:: Data supplied ::
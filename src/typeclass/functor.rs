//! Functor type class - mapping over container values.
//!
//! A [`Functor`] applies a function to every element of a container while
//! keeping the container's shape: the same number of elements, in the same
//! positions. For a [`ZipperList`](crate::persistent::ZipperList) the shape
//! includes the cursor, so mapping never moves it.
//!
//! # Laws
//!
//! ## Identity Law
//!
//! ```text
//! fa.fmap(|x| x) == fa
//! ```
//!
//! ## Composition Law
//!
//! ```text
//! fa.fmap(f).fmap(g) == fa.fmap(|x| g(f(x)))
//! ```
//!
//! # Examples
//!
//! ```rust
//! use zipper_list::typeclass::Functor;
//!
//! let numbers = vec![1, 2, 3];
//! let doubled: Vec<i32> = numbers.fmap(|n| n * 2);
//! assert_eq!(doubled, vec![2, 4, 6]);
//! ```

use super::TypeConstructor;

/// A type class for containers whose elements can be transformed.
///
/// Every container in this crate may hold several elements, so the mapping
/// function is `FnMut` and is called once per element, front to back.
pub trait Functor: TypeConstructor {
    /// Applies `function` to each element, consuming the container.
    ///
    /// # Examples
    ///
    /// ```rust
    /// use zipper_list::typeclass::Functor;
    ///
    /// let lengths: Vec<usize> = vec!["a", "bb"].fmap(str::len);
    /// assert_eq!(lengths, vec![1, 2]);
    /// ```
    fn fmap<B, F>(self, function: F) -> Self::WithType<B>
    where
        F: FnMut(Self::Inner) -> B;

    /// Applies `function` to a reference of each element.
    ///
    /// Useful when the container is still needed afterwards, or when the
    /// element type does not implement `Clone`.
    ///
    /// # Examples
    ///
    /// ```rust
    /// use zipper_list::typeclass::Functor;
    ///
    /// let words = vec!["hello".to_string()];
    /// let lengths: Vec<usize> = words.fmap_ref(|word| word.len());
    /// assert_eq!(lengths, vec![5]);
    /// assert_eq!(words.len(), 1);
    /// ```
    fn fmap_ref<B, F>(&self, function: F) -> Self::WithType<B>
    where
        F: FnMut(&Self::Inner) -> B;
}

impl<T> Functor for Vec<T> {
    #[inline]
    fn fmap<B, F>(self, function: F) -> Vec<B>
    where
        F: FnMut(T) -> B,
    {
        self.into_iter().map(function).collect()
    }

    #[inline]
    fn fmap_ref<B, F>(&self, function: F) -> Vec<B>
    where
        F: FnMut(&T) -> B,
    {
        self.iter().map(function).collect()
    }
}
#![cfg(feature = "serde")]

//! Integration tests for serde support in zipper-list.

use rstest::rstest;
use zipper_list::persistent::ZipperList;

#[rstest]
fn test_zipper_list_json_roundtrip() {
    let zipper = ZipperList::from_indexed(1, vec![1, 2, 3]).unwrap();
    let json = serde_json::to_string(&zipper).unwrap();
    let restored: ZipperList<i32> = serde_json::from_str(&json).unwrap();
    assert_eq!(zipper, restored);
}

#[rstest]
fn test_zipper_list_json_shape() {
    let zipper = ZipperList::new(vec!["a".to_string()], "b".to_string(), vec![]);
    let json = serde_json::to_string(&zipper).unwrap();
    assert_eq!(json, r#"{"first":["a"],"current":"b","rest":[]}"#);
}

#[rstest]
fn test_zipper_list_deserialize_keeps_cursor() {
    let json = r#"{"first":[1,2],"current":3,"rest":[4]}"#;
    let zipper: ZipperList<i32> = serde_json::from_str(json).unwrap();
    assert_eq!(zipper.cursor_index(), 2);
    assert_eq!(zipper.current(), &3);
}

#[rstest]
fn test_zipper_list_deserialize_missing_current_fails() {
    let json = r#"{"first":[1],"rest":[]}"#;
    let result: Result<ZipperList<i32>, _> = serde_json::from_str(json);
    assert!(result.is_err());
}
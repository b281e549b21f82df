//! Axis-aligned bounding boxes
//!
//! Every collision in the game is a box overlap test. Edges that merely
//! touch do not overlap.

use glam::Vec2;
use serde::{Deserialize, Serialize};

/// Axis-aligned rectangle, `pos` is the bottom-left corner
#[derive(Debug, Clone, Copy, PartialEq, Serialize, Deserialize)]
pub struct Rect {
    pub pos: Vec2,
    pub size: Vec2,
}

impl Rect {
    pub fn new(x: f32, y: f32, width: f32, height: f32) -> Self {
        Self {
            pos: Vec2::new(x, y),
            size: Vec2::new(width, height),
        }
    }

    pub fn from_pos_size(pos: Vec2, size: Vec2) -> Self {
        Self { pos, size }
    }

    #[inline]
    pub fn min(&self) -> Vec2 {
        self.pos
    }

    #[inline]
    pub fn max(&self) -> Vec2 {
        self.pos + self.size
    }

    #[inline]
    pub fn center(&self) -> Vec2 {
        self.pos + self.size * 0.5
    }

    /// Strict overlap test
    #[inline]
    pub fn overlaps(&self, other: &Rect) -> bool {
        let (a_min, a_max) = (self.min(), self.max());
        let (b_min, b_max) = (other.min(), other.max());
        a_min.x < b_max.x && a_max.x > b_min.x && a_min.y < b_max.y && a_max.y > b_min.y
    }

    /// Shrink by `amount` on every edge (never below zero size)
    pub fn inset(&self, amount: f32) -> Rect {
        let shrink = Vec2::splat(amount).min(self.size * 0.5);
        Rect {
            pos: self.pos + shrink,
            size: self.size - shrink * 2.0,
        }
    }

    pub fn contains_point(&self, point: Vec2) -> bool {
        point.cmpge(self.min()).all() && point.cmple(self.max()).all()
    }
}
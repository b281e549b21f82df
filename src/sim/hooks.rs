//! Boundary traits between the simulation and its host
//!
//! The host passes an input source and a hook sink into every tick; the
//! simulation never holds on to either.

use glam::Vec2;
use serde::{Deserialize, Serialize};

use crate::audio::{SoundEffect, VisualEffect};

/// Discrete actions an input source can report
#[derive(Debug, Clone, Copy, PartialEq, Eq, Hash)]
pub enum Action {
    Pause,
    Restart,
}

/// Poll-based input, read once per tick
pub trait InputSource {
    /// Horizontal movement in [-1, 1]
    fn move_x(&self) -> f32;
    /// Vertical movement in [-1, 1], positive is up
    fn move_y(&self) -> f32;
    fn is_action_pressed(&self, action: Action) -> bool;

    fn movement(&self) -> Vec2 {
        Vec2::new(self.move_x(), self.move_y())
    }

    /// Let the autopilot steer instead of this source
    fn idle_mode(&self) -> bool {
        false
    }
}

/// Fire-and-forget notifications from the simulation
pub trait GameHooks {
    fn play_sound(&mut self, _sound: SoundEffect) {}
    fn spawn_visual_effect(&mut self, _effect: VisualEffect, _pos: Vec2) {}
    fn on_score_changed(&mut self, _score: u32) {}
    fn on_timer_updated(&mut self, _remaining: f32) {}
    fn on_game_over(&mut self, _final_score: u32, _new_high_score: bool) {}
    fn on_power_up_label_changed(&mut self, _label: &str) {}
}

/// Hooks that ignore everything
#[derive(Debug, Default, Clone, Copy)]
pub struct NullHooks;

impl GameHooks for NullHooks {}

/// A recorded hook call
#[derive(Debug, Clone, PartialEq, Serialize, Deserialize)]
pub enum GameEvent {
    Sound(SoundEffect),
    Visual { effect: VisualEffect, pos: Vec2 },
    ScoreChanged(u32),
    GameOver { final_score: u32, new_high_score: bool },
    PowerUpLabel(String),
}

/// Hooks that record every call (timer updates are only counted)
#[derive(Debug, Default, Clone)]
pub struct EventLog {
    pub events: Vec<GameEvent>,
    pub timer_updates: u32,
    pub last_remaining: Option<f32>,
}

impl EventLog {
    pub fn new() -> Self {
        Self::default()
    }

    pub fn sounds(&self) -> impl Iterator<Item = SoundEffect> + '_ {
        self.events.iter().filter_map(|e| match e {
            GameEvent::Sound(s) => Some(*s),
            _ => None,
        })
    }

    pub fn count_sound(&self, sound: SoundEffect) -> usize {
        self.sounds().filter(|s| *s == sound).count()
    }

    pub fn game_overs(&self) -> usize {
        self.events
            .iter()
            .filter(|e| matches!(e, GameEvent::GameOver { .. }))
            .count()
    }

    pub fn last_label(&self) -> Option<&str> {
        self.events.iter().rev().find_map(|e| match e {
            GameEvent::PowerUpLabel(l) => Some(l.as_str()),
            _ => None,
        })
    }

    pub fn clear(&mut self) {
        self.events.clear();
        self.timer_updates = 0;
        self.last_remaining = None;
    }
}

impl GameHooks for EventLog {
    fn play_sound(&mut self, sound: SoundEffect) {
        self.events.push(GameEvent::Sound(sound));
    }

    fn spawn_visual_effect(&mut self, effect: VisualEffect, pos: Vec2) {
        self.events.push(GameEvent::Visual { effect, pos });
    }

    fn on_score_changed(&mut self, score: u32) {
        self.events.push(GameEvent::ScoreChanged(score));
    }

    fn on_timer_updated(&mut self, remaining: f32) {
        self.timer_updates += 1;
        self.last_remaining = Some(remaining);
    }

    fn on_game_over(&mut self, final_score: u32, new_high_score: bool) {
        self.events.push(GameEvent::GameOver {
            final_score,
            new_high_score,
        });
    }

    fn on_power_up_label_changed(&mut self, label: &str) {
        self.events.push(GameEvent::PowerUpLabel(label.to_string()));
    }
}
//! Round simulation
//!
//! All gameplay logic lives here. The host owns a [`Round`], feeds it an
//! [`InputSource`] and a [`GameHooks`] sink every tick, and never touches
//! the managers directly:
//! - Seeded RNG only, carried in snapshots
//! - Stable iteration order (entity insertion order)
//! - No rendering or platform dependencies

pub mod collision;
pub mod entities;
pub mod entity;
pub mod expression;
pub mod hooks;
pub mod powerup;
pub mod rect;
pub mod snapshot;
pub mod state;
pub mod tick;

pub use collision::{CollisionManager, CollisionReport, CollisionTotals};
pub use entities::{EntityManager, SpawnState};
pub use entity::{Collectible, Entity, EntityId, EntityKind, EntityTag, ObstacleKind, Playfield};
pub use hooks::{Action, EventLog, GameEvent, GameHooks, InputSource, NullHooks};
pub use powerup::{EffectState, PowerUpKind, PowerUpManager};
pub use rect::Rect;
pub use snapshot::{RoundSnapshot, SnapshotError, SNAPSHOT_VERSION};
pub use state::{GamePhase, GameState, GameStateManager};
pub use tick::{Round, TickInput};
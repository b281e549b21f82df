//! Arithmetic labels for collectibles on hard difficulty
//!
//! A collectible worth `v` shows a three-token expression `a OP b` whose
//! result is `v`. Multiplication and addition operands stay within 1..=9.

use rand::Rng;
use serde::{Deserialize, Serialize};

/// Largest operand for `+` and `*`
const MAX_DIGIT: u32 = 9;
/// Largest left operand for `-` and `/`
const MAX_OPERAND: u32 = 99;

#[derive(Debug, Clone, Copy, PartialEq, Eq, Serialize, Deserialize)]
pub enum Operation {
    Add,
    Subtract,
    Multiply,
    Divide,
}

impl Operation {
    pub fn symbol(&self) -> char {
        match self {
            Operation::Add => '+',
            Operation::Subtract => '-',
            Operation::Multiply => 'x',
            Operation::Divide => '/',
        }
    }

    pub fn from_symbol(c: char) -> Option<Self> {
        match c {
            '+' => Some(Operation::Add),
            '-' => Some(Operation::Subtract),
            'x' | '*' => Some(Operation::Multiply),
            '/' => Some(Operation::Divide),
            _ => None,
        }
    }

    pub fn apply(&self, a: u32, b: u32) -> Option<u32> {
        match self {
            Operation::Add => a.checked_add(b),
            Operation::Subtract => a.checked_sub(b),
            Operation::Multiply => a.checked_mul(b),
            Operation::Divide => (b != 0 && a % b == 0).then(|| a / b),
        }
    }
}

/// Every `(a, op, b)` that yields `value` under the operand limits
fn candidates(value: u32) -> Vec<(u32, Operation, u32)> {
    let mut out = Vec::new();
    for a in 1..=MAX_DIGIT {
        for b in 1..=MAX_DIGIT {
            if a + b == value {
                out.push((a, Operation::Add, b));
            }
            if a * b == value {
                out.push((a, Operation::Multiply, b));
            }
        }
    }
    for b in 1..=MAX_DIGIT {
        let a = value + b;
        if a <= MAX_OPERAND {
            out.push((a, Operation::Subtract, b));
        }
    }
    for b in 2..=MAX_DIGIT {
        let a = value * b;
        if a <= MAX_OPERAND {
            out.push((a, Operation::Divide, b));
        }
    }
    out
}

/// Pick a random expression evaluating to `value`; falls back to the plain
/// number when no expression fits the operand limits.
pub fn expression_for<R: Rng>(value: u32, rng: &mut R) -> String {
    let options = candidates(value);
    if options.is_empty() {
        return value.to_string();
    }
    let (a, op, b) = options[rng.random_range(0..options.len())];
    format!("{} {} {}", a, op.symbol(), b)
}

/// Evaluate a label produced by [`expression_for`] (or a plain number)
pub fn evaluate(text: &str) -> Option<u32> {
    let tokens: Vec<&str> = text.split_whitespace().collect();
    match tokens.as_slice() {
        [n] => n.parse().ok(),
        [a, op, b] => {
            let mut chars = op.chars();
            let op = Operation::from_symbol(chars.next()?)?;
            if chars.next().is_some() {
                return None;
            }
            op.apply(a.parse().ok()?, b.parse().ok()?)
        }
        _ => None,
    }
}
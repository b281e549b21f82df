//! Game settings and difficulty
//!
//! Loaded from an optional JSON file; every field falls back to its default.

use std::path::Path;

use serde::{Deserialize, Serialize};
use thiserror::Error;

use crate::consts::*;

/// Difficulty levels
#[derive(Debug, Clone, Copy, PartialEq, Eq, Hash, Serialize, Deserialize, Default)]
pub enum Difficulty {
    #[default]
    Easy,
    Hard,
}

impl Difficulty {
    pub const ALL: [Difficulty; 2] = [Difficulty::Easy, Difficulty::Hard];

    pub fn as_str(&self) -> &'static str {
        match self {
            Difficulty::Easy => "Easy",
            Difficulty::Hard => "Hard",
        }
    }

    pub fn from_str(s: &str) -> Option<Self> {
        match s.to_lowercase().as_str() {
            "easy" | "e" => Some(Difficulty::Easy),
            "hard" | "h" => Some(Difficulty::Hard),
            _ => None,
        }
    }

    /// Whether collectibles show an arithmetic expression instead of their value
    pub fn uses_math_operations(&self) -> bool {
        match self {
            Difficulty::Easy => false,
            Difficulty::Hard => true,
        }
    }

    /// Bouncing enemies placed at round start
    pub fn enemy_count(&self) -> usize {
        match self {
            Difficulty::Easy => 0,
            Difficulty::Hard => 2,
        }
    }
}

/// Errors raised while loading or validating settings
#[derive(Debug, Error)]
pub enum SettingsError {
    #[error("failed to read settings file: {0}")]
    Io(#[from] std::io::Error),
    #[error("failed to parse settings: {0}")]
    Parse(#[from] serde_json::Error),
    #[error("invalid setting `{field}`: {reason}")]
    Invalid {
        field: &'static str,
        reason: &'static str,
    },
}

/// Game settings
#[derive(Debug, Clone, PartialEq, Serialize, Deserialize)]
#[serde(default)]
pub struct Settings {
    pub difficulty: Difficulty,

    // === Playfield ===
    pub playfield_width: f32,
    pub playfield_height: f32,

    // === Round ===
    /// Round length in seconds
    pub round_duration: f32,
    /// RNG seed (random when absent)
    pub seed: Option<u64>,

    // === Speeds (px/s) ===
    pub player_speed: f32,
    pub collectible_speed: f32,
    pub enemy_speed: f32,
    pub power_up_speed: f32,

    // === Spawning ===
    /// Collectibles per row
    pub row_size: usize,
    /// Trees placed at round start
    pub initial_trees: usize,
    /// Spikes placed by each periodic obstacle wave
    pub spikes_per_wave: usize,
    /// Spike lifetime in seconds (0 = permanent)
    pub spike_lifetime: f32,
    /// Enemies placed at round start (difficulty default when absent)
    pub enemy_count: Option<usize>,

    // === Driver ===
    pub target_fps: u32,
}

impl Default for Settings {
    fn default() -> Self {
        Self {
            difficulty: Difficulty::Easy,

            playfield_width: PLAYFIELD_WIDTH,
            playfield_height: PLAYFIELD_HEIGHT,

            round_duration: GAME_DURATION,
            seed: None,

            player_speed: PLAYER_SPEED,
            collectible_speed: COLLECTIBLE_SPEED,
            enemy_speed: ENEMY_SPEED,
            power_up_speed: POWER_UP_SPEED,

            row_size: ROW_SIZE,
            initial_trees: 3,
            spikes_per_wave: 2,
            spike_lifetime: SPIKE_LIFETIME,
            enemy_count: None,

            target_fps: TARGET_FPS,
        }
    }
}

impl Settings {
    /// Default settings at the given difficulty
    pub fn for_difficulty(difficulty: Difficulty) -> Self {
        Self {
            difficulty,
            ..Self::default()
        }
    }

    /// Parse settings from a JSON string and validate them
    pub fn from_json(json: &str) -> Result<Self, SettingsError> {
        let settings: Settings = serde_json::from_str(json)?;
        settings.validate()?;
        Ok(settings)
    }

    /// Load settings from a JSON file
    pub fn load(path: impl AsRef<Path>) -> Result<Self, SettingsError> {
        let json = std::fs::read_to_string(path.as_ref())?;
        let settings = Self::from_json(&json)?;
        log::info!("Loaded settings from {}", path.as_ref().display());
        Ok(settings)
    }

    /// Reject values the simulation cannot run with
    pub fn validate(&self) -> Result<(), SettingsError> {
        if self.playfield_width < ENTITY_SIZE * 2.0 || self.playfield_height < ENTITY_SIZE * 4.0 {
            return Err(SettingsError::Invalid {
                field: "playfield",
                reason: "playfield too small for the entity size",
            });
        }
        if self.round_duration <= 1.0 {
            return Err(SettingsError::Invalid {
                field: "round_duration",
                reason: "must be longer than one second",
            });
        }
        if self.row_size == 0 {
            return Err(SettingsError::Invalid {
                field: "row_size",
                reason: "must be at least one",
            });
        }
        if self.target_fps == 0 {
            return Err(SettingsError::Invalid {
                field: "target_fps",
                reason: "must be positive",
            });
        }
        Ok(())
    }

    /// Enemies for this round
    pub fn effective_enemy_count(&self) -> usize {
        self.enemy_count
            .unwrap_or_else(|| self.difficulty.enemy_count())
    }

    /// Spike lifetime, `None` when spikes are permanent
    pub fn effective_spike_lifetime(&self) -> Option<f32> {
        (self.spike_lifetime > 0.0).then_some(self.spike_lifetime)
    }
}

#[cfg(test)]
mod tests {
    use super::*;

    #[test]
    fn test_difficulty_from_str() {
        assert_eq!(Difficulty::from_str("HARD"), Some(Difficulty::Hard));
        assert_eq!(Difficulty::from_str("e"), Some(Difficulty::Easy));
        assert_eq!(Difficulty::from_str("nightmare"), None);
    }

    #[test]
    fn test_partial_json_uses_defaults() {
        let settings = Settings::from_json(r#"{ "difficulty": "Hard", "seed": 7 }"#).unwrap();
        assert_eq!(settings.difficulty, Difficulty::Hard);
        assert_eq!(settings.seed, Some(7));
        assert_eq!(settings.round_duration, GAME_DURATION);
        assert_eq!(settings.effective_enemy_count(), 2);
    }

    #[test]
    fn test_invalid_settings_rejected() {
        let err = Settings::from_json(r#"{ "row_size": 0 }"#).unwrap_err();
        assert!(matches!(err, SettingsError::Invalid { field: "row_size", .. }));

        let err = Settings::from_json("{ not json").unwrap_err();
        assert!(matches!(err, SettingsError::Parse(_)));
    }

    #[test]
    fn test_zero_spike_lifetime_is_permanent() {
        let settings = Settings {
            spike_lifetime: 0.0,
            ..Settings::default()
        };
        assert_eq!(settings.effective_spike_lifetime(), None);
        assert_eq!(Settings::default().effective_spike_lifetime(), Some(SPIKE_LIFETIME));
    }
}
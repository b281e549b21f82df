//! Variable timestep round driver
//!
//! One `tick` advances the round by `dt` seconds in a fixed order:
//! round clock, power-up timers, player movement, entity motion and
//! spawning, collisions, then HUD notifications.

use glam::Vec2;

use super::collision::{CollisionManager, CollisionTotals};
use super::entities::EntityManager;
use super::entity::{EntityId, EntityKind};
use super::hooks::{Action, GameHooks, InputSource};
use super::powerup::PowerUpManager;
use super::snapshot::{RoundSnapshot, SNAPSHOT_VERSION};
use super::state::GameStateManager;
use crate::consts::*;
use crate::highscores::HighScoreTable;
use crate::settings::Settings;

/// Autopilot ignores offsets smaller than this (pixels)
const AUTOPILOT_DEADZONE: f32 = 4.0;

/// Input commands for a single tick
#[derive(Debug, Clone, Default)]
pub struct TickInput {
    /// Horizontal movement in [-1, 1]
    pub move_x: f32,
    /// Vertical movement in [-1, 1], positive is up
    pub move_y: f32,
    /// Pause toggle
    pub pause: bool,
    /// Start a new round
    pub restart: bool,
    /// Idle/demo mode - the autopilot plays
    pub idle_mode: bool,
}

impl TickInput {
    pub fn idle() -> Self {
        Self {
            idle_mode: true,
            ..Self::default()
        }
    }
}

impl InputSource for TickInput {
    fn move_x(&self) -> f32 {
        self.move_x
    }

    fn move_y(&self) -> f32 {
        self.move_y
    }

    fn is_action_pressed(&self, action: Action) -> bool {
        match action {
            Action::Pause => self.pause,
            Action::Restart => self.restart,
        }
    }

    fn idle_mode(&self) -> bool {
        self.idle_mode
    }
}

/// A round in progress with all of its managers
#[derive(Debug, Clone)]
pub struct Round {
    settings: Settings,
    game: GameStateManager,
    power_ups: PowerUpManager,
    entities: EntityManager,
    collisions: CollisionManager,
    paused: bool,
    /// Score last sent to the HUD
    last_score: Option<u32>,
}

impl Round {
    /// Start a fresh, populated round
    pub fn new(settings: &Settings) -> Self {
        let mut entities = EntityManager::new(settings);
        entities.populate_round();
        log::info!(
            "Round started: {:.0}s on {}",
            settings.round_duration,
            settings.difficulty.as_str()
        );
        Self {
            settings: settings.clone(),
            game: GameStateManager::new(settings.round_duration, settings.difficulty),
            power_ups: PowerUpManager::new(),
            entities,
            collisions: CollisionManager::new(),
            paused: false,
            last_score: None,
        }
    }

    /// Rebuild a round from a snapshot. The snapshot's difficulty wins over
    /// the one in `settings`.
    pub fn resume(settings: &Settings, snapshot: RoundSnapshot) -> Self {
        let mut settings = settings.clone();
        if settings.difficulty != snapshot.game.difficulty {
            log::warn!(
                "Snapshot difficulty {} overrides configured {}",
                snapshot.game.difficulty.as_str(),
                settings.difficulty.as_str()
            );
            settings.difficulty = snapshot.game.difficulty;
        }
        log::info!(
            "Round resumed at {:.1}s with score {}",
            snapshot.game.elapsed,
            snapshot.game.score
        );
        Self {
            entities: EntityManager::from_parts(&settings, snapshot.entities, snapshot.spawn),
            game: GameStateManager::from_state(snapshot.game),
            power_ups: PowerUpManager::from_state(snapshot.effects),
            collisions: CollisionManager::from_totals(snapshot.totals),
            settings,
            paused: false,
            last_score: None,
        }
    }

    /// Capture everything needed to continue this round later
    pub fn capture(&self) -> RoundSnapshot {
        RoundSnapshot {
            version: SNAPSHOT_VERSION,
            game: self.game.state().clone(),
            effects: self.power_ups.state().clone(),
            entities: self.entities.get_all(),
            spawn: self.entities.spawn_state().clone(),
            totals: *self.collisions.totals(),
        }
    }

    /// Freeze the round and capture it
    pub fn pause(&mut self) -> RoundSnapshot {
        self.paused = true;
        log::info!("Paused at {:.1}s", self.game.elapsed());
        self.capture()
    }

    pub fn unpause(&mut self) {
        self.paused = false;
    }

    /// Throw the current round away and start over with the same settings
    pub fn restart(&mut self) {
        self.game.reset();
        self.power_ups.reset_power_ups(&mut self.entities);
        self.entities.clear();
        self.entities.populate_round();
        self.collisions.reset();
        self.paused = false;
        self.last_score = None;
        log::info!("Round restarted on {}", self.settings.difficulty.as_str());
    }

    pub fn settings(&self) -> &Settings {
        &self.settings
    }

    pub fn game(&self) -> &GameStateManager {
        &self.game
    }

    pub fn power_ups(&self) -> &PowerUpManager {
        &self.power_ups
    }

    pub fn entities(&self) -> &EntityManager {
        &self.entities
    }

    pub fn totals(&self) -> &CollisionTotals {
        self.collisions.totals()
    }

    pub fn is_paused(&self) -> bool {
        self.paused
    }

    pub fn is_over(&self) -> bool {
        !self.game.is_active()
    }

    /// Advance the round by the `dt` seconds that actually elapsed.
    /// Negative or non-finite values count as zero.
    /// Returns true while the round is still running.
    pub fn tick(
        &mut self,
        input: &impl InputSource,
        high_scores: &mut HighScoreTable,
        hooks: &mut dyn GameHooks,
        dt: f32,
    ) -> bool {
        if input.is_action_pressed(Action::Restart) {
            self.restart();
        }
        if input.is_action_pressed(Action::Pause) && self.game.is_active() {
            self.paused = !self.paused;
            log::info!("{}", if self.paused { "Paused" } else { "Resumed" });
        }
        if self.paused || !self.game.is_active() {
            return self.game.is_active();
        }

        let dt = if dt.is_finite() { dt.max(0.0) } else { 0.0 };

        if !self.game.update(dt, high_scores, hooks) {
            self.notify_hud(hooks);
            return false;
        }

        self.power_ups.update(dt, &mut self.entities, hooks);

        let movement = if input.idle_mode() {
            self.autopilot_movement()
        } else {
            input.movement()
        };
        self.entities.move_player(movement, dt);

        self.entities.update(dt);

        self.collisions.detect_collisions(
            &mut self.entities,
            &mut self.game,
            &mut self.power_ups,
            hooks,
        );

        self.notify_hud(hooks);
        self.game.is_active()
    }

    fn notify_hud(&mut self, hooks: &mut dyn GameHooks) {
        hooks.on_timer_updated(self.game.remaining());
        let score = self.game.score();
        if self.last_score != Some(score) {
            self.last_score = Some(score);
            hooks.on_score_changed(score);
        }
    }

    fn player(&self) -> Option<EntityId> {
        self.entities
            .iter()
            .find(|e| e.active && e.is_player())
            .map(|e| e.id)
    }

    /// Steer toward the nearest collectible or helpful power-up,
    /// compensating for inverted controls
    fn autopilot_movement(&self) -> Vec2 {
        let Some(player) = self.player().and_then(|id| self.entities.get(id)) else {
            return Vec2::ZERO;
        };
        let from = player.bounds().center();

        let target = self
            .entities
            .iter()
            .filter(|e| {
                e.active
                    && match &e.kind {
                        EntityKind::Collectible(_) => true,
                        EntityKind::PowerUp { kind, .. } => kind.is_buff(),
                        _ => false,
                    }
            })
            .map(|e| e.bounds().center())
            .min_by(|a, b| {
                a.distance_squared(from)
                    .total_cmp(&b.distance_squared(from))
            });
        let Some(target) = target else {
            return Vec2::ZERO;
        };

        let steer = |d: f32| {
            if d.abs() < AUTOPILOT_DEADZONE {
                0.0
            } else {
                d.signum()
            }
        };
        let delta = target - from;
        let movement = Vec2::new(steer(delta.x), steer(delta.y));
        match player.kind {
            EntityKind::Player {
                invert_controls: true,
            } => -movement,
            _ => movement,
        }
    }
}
:::
Work request: Retype only the stretch of lines above starting at the one with "pub fn effective_enemy_count(&self)" and stopping at the one with "pub fn effective_spike_lifetime(&self)", exactly as written, with both kept.

Response box:
    pub fn effective_enemy_count(&self) -> usize {
        self.enemy_count
            .unwrap_or_else(|| self.difficulty.enemy_count())
    }

    /// Spike lifetime, `None` when spikes are permanent
    pub fn effective_spike_lifetime(&self) -> Option<f32> {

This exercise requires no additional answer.